I'm really interested in this question now.  As someone who grew up bilingually with English and Arabic in a very religious Christian environment with heavy exposure to the Bible in both languages, I simply assumed, without giving the matter much thought, that the Greek original must have included both aspects that are included in the modern Christian understanding of the concept.  Now I'm not so sure!


----------



## berndf

I would also suggest inviting @apmoy70 to contribute to this discussion. He is a Greek native speaker and a Biblical scholar.


----------



## Perseas

According to Liddell-Scott _πειρασμός_ means _trial _and _temptation_. In the New Testament _πειρασμός _frequently means _temptation _("incitement to the sin")_, _and maybe it was there (Biblical context) that the word took on this second meaning. The online dictionary gives this example: Ev.Marc. 14.38. That is:
_γρηγορεῖτε καὶ προσεύχεσθε, ἵνα μὴ ἔλθητε εἰς *πειρασμόν*: τὸ μὲν πνεῦμα πρόθυμον ἡ δὲ σὰρξ ἀσθενής.
Watch and pray so that you will not fall into *temptation*. The spirit is willing, but the flesh is weak.

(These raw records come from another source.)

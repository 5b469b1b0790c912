use ratatui::{
    layout::{Constraint, Direction, Layout, Rect},
    style::{Modifier, Style},
    text::{Line, Span},
    widgets::{Block, Borders, Paragraph, Wrap},
    Frame,
};
use rust_decimal::Decimal;

use crate::budget::{MAX_INCOME, MAX_SAVINGS_PERCENT, MIN_INCOME};
use crate::models::{LifestyleOption, Neighborhood, TransportOption};
use crate::ui::advice::BUDGET_TIPS;
use crate::ui::app::{App, Field, Journey};
use crate::ui::theme;
use crate::ui::util::{format_ksh, scroll_offset, slider_bar};

const SLIDER_WIDTH: usize = 24;

pub(crate) fn render(f: &mut Frame, area: Rect, app: &App) {
    let chunks = Layout::default()
        .direction(Direction::Horizontal)
        .constraints([Constraint::Length(34), Constraint::Min(40)])
        .split(area);

    render_sidebar(f, chunks[0], app);
    render_steps(f, chunks[1], app);
}

fn titled_block(title: &str) -> Block<'_> {
    Block::default()
        .borders(Borders::ALL)
        .border_style(Style::default().fg(theme::OVERLAY))
        .title(Span::styled(format!(" {title} "), theme::title_style()))
}

fn render_sidebar(f: &mut Frame, area: Rect, app: &App) {
    let chunks = Layout::default()
        .direction(Direction::Vertical)
        .constraints([Constraint::Min(6), Constraint::Length(5)])
        .split(area);

    let tips: Vec<Line> = BUDGET_TIPS
        .iter()
        .map(|tip| Line::from(Span::styled(format!("- {tip}"), theme::normal_style())))
        .collect();
    let tips = Paragraph::new(tips)
        .wrap(Wrap { trim: true })
        .block(titled_block("Budget Tips"));
    f.render_widget(tips, chunks[0]);

    let stages: Vec<Line> = Journey::all()
        .iter()
        .map(|stage| {
            if *stage == app.journey {
                Line::from(Span::styled(
                    format!("(•) {stage}"),
                    Style::default()
                        .fg(theme::GREEN)
                        .add_modifier(Modifier::BOLD),
                ))
            } else {
                Line::from(Span::styled(format!("( ) {stage}"), theme::dim_style()))
            }
        })
        .collect();
    let journey = Paragraph::new(stages).block(titled_block("Your Nairobi Journey (J)"));
    f.render_widget(journey, chunks[1]);
}

fn step_header(number: usize, title: &str, total: Option<Decimal>) -> Line<'static> {
    let mut spans = vec![Span::styled(
        format!("STEP {number}: {title}"),
        theme::step_style(),
    )];
    if let Some(total) = total {
        spans.push(Span::styled(
            format!("  ({}/month)", format_ksh(total)),
            theme::dim_style(),
        ));
    }
    Line::from(spans)
}

fn render_steps(f: &mut Frame, area: Rect, app: &App) {
    let focused = app.current_field();
    let mut lines: Vec<Line> = Vec::new();
    let mut cursor_line = 0;

    // Marks the focused field and records where it landed
    let mut push_field = |lines: &mut Vec<Line<'static>>, field: Field, body: Vec<Span<'static>>| {
        let is_focused = field == focused;
        if is_focused {
            cursor_line = lines.len();
        }
        let marker = if is_focused { " > " } else { "   " };
        let mut spans = vec![Span::styled(marker, Style::default().fg(theme::ACCENT))];
        if is_focused {
            spans.extend(body.into_iter().map(|s| {
                let style = s.style.add_modifier(Modifier::BOLD);
                s.style(style)
            }));
        } else {
            spans.extend(body);
        }
        lines.push(Line::from(spans));
    };

    // Step 1
    lines.push(step_header(1, "Your Monthly Income", None));
    let income = app.form.income();
    push_field(
        &mut lines,
        Field::Income,
        vec![
            Span::styled(
                slider_bar(income, MIN_INCOME, MAX_INCOME, SLIDER_WIDTH),
                Style::default().fg(theme::ORANGE),
            ),
            Span::styled(format!("  {}", format_ksh(income.into())), theme::income_style()),
        ],
    );
    lines.push(Line::from(""));

    // Step 2
    lines.push(step_header(2, "Pick Your Neighborhood", None));
    for (i, n) in Neighborhood::all().iter().enumerate() {
        let chosen = app.form.neighborhood_index() == i;
        push_field(
            &mut lines,
            Field::Neighborhood(i),
            option_spans(
                if chosen { "(•)" } else { "( )" },
                chosen,
                n.name,
                n.monthly_rent,
                n.vibe,
            ),
        );
    }
    lines.push(Line::from(""));

    // Step 3
    let rides_total: Decimal = app
        .form
        .selected_transport()
        .iter()
        .map(|t| Decimal::from(t.monthly_cost))
        .sum();
    lines.push(step_header(3, "How You'll Get Around", Some(rides_total)));
    for (i, t) in TransportOption::all().iter().enumerate() {
        let on = app.form.is_transport_selected(i);
        push_field(
            &mut lines,
            Field::Transport(i),
            option_spans(
                if on { "[x]" } else { "[ ]" },
                on,
                t.name,
                t.monthly_cost,
                t.description,
            ),
        );
    }
    lines.push(Line::from(""));

    // Step 4
    let treats_total: Decimal = app
        .form
        .selected_lifestyle()
        .iter()
        .map(|l| Decimal::from(l.monthly_cost))
        .sum();
    lines.push(step_header(4, "Lifestyle Choices", Some(treats_total)));
    for (i, l) in LifestyleOption::all().iter().enumerate() {
        let on = app.form.is_lifestyle_selected(i);
        push_field(
            &mut lines,
            Field::Lifestyle(i),
            option_spans(if on { "[x]" } else { "[ ]" }, on, l.name, l.monthly_cost, ""),
        );
    }
    lines.push(Line::from(""));

    // Step 5
    lines.push(step_header(5, "Savings Goal", None));
    let pct = app.form.savings_percent();
    let saved = Decimal::from(income) * Decimal::from(pct) / Decimal::ONE_HUNDRED;
    push_field(
        &mut lines,
        Field::Savings,
        vec![
            Span::styled(
                slider_bar(
                    i64::from(pct),
                    0,
                    i64::from(MAX_SAVINGS_PERCENT),
                    SLIDER_WIDTH,
                ),
                Style::default().fg(theme::GREEN),
            ),
            Span::styled(format!("  {pct}%"), theme::income_style()),
            Span::styled(format!("  ({})", format_ksh(saved)), theme::dim_style()),
        ],
    );
    lines.push(Line::from(Span::styled(
        "   Even 10% adds up over time!",
        theme::dim_style(),
    )));
    lines.push(Line::from(""));
    lines.push(Line::from(Span::styled(
        "   Press c to calculate my Nairobi budget",
        Style::default()
            .fg(theme::ORANGE)
            .add_modifier(Modifier::BOLD),
    )));

    let height = area.height.saturating_sub(2) as usize;
    let offset = scroll_offset(cursor_line, height) as u16;
    let steps = Paragraph::new(lines)
        .scroll((offset, 0))
        .block(titled_block("Plan your dream Nairobi lifestyle while saving for tomorrow!"));
    f.render_widget(steps, area);
}

fn option_spans(
    mark: &'static str,
    on: bool,
    name: &'static str,
    cost: i64,
    note: &'static str,
) -> Vec<Span<'static>> {
    let style = if on {
        theme::normal_style()
    } else {
        theme::dim_style()
    };
    vec![
        Span::styled(format!("{mark} "), Style::default().fg(theme::ACCENT)),
        Span::styled(format!("{name:<14}"), style),
        Span::styled(format!("{:>12}", format_ksh(cost.into())), theme::expense_style()),
        Span::styled(format!("  {note}"), theme::dim_style()),
    ]
}
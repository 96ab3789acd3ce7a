use thiserror::Error;

/// Errors surfaced by engine operations.
///
/// `NotFound` deliberately conflates "absent", "tombstoned", and "exists
/// but invisible under access control" so callers cannot probe for the
/// presence of restricted objects. Transient backend conditions (view
/// re-installation conflicts) are absorbed before reaching this type.
#[derive(Debug, Error)]
pub enum EngineError {
    /// Target url absent, tombstoned, invisible to the caller, or an
    /// unrecognized cursor.
    #[error("not found")]
    NotFound,

    /// Write to an object owned by another actor, or a cursor bound to a
    /// different actor than the session.
    #[error("forbidden")]
    Forbidden,

    /// The object was read but fails the compiled schema predicate.
    #[error("object does not match schema")]
    SchemaMismatch,

    /// Schema compilation failed.
    #[error("invalid schema: {0}")]
    InvalidSchema(String),

    /// Url fails decoding.
    #[error(transparent)]
    InvalidUrl(#[from] graffiti_types::TypeError),

    /// A draft whose payload is not a JSON object.
    #[error("invalid object: {0}")]
    InvalidObject(String),

    /// Storage backend failure.
    #[error(transparent)]
    Store(#[from] graffiti_store::StoreError),
}

/// Result alias for engine operations.
pub type EngineResult<T> = Result<T, EngineError>;
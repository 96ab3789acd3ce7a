use thiserror::Error;

/// Errors produced by type-level operations.
#[derive(Debug, Error, PartialEq, Eq)]
pub enum TypeError {
    #[error("invalid object url {url:?}: {reason}")]
    InvalidUrl { url: String, reason: String },
}

impl TypeError {
    /// Build an [`TypeError::InvalidUrl`] with the offending url attached.
    pub fn invalid_url(url: impl Into<String>, reason: impl Into<String>) -> Self {
        Self::InvalidUrl {
            url: url.into(),
            reason: reason.into(),
        }
    }
}
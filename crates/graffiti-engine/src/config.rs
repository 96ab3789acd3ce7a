use std::time::Duration;

use serde::{Deserialize, Serialize};

/// Configuration for a [`GraffitiEngine`](crate::GraffitiEngine) instance.
#[derive(Clone, Debug, Serialize, Deserialize)]
pub struct EngineConfig {
    /// Logical database name handed to the storage backend.
    pub name: String,
    /// Minimum delay between cursor continuations. A resume arriving
    /// sooner waits out the remainder before scanning, preventing busy
    /// polling.
    pub continue_buffer: Duration,
    /// Capacity of per-subscriber session event channels.
    pub channel_capacity: usize,
}

impl Default for EngineConfig {
    fn default() -> Self {
        Self {
            name: "graffitiDb".to_string(),
            continue_buffer: Duration::from_millis(2000),
            channel_capacity: 64,
        }
    }
}

impl EngineConfig {
    /// A configuration with the given database name and defaults for
    /// everything else.
    pub fn named(name: impl Into<String>) -> Self {
        Self {
            name: name.into(),
            ..Default::default()
        }
    }

    /// Disable the continuation rate limit. Intended for tests.
    pub fn without_continue_buffer(mut self) -> Self {
        self.continue_buffer = Duration::ZERO;
        self
    }
}

#[cfg(test)]
mod tests {
    use super::*;

    #[test]
    fn defaults() {
        let config = EngineConfig::default();
        assert_eq!(config.name, "graffitiDb");
        assert_eq!(config.continue_buffer, Duration::from_millis(2000));
        assert_eq!(config.channel_capacity, 64);
    }

    #[test]
    fn named_overrides_only_the_name() {
        let config = EngineConfig::named("other");
        assert_eq!(config.name, "other");
        assert_eq!(config.continue_buffer, Duration::from_millis(2000));
    }
}
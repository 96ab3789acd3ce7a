//! The Graffiti object database engine.
//!
//! A local, embeddable store for the Graffiti data model: actor-owned
//! JSON objects grouped into channels, discoverable by schema-filtered
//! streaming queries, with tombstone-based deletion and a resumable
//! change feed.
//!
//! # Public operations
//!
//! - [`GraffitiEngine::post`] — create an object owned by the session's
//!   actor
//! - [`GraffitiEngine::get`] — point read, masked and schema-filtered
//! - [`GraffitiEngine::delete`] — owner-only tombstoning
//! - [`GraffitiEngine::discover`] — streaming channel discovery ending in
//!   a [`Continuation`]
//! - [`GraffitiEngine::resume`] — continue a discovery stream from its
//!   cursor, replaying deletions as tombstone events
//! - [`GraffitiEngine::recover_orphans`] — owner-scoped listing of
//!   objects with no channels
//!
//! # Example
//!
//! ```
//! use graffiti_engine::{EngineConfig, GraffitiEngine, ObjectDraft, Session};
//! use serde_json::json;
//!
//! # fn main() -> graffiti_engine::EngineResult<()> {
//! let engine = GraffitiEngine::new(EngineConfig::default())?;
//! let session = Session::new("alice");
//!
//! let posted = engine.post(
//!     ObjectDraft::new(json!({ "note": "hello" })).in_channels(["demo"]),
//!     &session,
//! )?;
//!
//! let fetched = engine.get(&posted.url, &json!({}), Some(&session))?;
//! assert_eq!(fetched, posted);
//! # Ok(())
//! # }
//! ```

pub mod acl;
pub mod config;
pub mod cursor;
pub mod discover;
pub mod engine;
pub mod error;
pub mod index;
pub mod schema;
pub mod session;

pub use config::EngineConfig;
pub use discover::{Continuation, DiscoverEvent, DiscoverStream};
pub use engine::{GraffitiEngine, ObjectDraft};
pub use error::{EngineError, EngineResult};
pub use schema::CompiledSchema;
pub use session::{SessionEvent, SessionEventStream, SessionEvents, SessionManager};

// Re-export the foundation types callers hold at the API boundary.
pub use graffiti_types::{GraffitiObject, Session};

Here's another example from Lord's Prayer (Κυριακή Προσευχή). 
 καὶ μὴ εἰσενέγκῃς ἡμᾶς εἰς *πειρασμόν*
and lead us not into *temptation*_
(I am not an expert in the Bible, but here I can recognize also some traits of the first meaning)

[In Mod. Gr. _πειρασμός_ means only _temptation_/_Versuchung_, but this is not the subject here]


----------



## Hemza

Is the word جذب used in any version of the Bible in Arabic? Because I feel like this word may be linked with πειρασμός or temptation?


----------



## elroy

That means “to attract” — different meaning.


----------



## Hemza

I didn't mean the verb but the مصدر. Can't it be used in such way? Attraction, temptation? Or is it my mind which is twisted?


----------



## elroy

Attraction, not temptation.


----------



## cherine

Maybe we should split the etymology/language comparisons discussion to a thread in EHL. What do you think, @berndf?


elroy said:


> I’m pretty sure at least the Van Dyke translation, which is one of the most widely spread, was translated from the original languages, not from English.


Thanks for the correction, Elroy. I can’t remember why I thought Van Dyke’s translation was from English.


> In the context of the Bible and Christianity, temptation is not just about إغراء — it’s primarily about _testing_ one’s faith.


For this, there is the word فتنة but maybe Van Dyke wanted to avoid a word used in the Qur’an? Or it’s maybe because he’s not a native Arabic speaker?


scetis said:


> My question for Arab speakers would be, does the word تجربة carry the meaning of temptation (as we understand it in English i.e. seduction) or does it simply mean experience? If so, should this verse, in order to be understood by modern readers, be using إغراء?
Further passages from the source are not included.